The ship we were on was brand new and handicapped friendly. The bathrooms were the best I have ever seen. The shower in my room was large, with rails, handheld shower head, seat and non-slip flooring. The only thing the ship was lacking was handicapped accessible pools.
My favorite place on the boat was the observation deck. I’m usually awake at 3 am and I spent many mornings looking out at the sea, reviewing my life, playing the “would’a, could’a, should’a” game I have written about in the past. I’ve always recommended that my patients avoid playing this game as you can’t win it. I now recognize that despite not being to win the “would’a, could’a, should’a” game, as you age and near the end, you have to play it.
What I learned was that I jumped into a rapidly flowing river (complete with rapids) at an early age and went with the flow. I moved though life at so a rapid rate that I didn’t appreciate the life I had created. I did it for my family, my patients and my ego.
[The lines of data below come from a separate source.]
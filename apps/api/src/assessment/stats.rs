//! Per-user dashboard figures.

use serde::Serialize;

#[derive(Debug, Clone, Copy, PartialEq, Eq, Serialize)]
#[serde(rename_all = "camelCase")]
pub struct DashboardStats {
    pub total_assessments: u64,
    pub completed_tests: u64,
    pub highest_score: i16,
    /// Assessments without a recorded result; never negative.
    pub pending_tests: u64,
}

impl DashboardStats {
    /// `scores` holds one entry per recorded result.
    pub fn compute(total_assessments: u64, scores: &[i16]) -> Self {
        let completed_tests = scores.len() as u64;
        Self {
            total_assessments,
            completed_tests,
            highest_score: scores.iter().copied().fold(0, i16::max),
            pending_tests: total_assessments.saturating_sub(completed_tests),
        }
    }
}
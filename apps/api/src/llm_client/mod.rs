//! LLM Client: the single point of entry for all completion-provider calls in Testera.
//!
//! ARCHITECTURAL RULE: No other module may call the provider API directly.
//! Everything goes through the `CompletionProvider` trait.
//!
//! Model: gpt-4o-mini (hardcoded)
use async_trait::async_trait;
use reqwest::Client;
use serde::{Deserialize, Serialize};
use thiserror::Error;
use tracing::debug;

pub mod prompts;

pub const DEFAULT_API_URL: &str = "https://api.openai.com/v1/chat/completions";
/// The model used for all completion calls in Testera.
pub const MODEL: &str = "gpt-4o-mini";
/// Low temperature biases the model toward schema-following output.
const TEMPERATURE: f32 = 0.3;
/// Enough for five questions with explanations.
const MAX_TOKENS: u32 = 2000;
const REQUEST_TIMEOUT_SECS: u64 = 120;

#[derive(Debug, Error)]
pub enum LlmError {
    #[error("Completion API key is not configured")]
    MissingApiKey,

    #[error("HTTP error: {0}")]
    Http(#[from] reqwest::Error),

    #[error("API error (status {status}): {message}")]
    Api { status: u16, message: String },

    #[error("JSON parse error: {0}")]
    Parse(#[from] serde_json::Error),

    #[error("LLM returned empty content")]
    EmptyContent,
}

/// A system + user message pair ready to send.
#[derive(Debug, Clone, PartialEq, Eq)]
pub struct PromptPair {
    pub system: String,
    pub user: String,
}

/// Anything that can turn a prompt pair into raw completion text.
///
/// Implementations make exactly one attempt per call: no retry, no backoff.
#[async_trait]
pub trait CompletionProvider: Send + Sync {
    async fn complete(&self, prompt: &PromptPair) -> Result<String, LlmError>;
}

#[derive(Debug, Serialize)]
struct ChatRequest<'a> {
    model: &'a str,
    messages: Vec<ChatMessage<'a>>,
    temperature: f32,
    max_tokens: u32,
}

#[derive(Debug, Serialize)]
struct ChatMessage<'a> {
    role: &'a str,
    content: &'a str,
}

#[derive(Debug, Deserialize)]
pub struct ChatResponse {
    #[serde(default)]
    pub choices: Vec<Choice>,
    pub usage: Option<Usage>,
}

#[derive(Debug, Deserialize)]
pub struct Choice {
    pub message: Option<ChoiceMessage>,
}

#[derive(Debug, Deserialize)]
pub struct ChoiceMessage {
    pub content: Option<String>,
}

#[derive(Debug, Deserialize)]
pub struct Usage {
    pub prompt_tokens: u32,
    pub completion_tokens: u32,
}

impl ChatResponse {
    /// Text of `choices[0].message.content`, if present.
    pub fn text(&self) -> Option<&str> {
        self.choices
            .first()
            .and_then(|c| c.message.as_ref())
            .and_then(|m| m.content.as_deref())
    }
}

#[derive(Debug, Deserialize)]
struct ApiErrorEnvelope {
    error: ApiErrorBody,
}

#[derive(Debug, Deserialize)]
struct ApiErrorBody {
    message: String,
}

/// The production completion provider: an OpenAI-compatible chat-completions client.
#[derive(Clone)]
pub struct LlmClient {
    client: Client,
    api_key: Option<String>,
    api_url: String,
}

impl LlmClient {
    /// The credential is injected here and never re-read from the environment.
    /// A missing key is not an error until a call is attempted.
    pub fn new(api_key: Option<String>, api_url: impl Into<String>) -> Result<Self, LlmError> {
        Ok(Self {
            client: Client::builder()
                .timeout(std::time::Duration::from_secs(REQUEST_TIMEOUT_SECS))
                .build()?,
            api_key: api_key.filter(|k| !k.trim().is_empty()),
            api_url: api_url.into(),
        })
    }

    /// Makes one raw call to the chat-completions API, returning the full response object.
    pub async fn call(&self, prompt: &PromptPair) -> Result<ChatResponse, LlmError> {
        let api_key = self.api_key.as_deref().ok_or(LlmError::MissingApiKey)?;

        let request_body = ChatRequest {
            model: MODEL,
            messages: vec![
                ChatMessage {
                    role: "system",
                    content: &prompt.system,
                },
                ChatMessage {
                    role: "user",
                    content: &prompt.user,
                },
            ],
            temperature: TEMPERATURE,
            max_tokens: MAX_TOKENS,
        };

        let response = self
            .client
            .post(&self.api_url)
            .bearer_auth(api_key)
            .json(&request_body)
            .send()
            .await?;

        let status = response.status();
        debug!("Completion API responded with {}", status);

        if !status.is_success() {
            let body = response.text().await.unwrap_or_default();
            let message = serde_json::from_str::<ApiErrorEnvelope>(&body)
                .map(|e| e.error.message)
                .unwrap_or(body);
            return Err(LlmError::Api {
                status: status.as_u16(),
                message,
            });
        }

        let body = response.text().await?;
        let chat_response: ChatResponse = serde_json::from_str(&body)?;

        if let Some(usage) = &chat_response.usage {
            debug!(
                "Completion call succeeded: prompt_tokens={}, completion_tokens={}",
                usage.prompt_tokens, usage.completion_tokens
            );
        }

        Ok(chat_response)
    }
}

#[async_trait]
impl CompletionProvider for LlmClient {
    async fn complete(&self, prompt: &PromptPair) -> Result<String, LlmError> {
        let response = self.call(prompt).await?;
        response
            .text()
            .map(str::to_owned)
            .ok_or(LlmError::EmptyContent)
    }
}
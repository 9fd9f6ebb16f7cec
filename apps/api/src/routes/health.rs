use axum::{extract::State, Json};
use serde_json::{json, Value};

use crate::config::FailureMode;
use crate::llm_client::MODEL;
use crate::state::AppState;

/// GET /health
/// Returns a simple status object with service version.
pub async fn health_handler(State(state): State<AppState>) -> Json<Value> {
    Json(json!({
        "status": "ok",
        "version": env!("CARGO_PKG_VERSION"),
        "service": "testera-api",
        "model": MODEL,
        "fallback_enabled": state.config.failure_mode == FailureMode::Fallback
    }))
}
I missed so much! Do you ever think how incredible walking is? I do. I watched the world walk by and wondered how many of them ever thanked God for for the ability to walk. I never did. I took it for granted. As I’ve lost function, I realize that I really didn’t understand what was truly important.
Now that I’m walking in my father’s shoes, I understand them better. I owe them many apologies. If they are looking down from wherever we go when we die, I know sorry is not good enough but its all I have to offer. By the way, dad, Parkinson’s really does suck!
My advice to my children and my patients is to slow down, spend less time at work and more time with your children and parents. Both will eventually leave you and you are doomed to play the “would’a, could’a, should’a” game.
I want to give a shout out to Jeremy and Allyson. You’re playing life right! The balance you and Allyson have established is precious. Keep it up.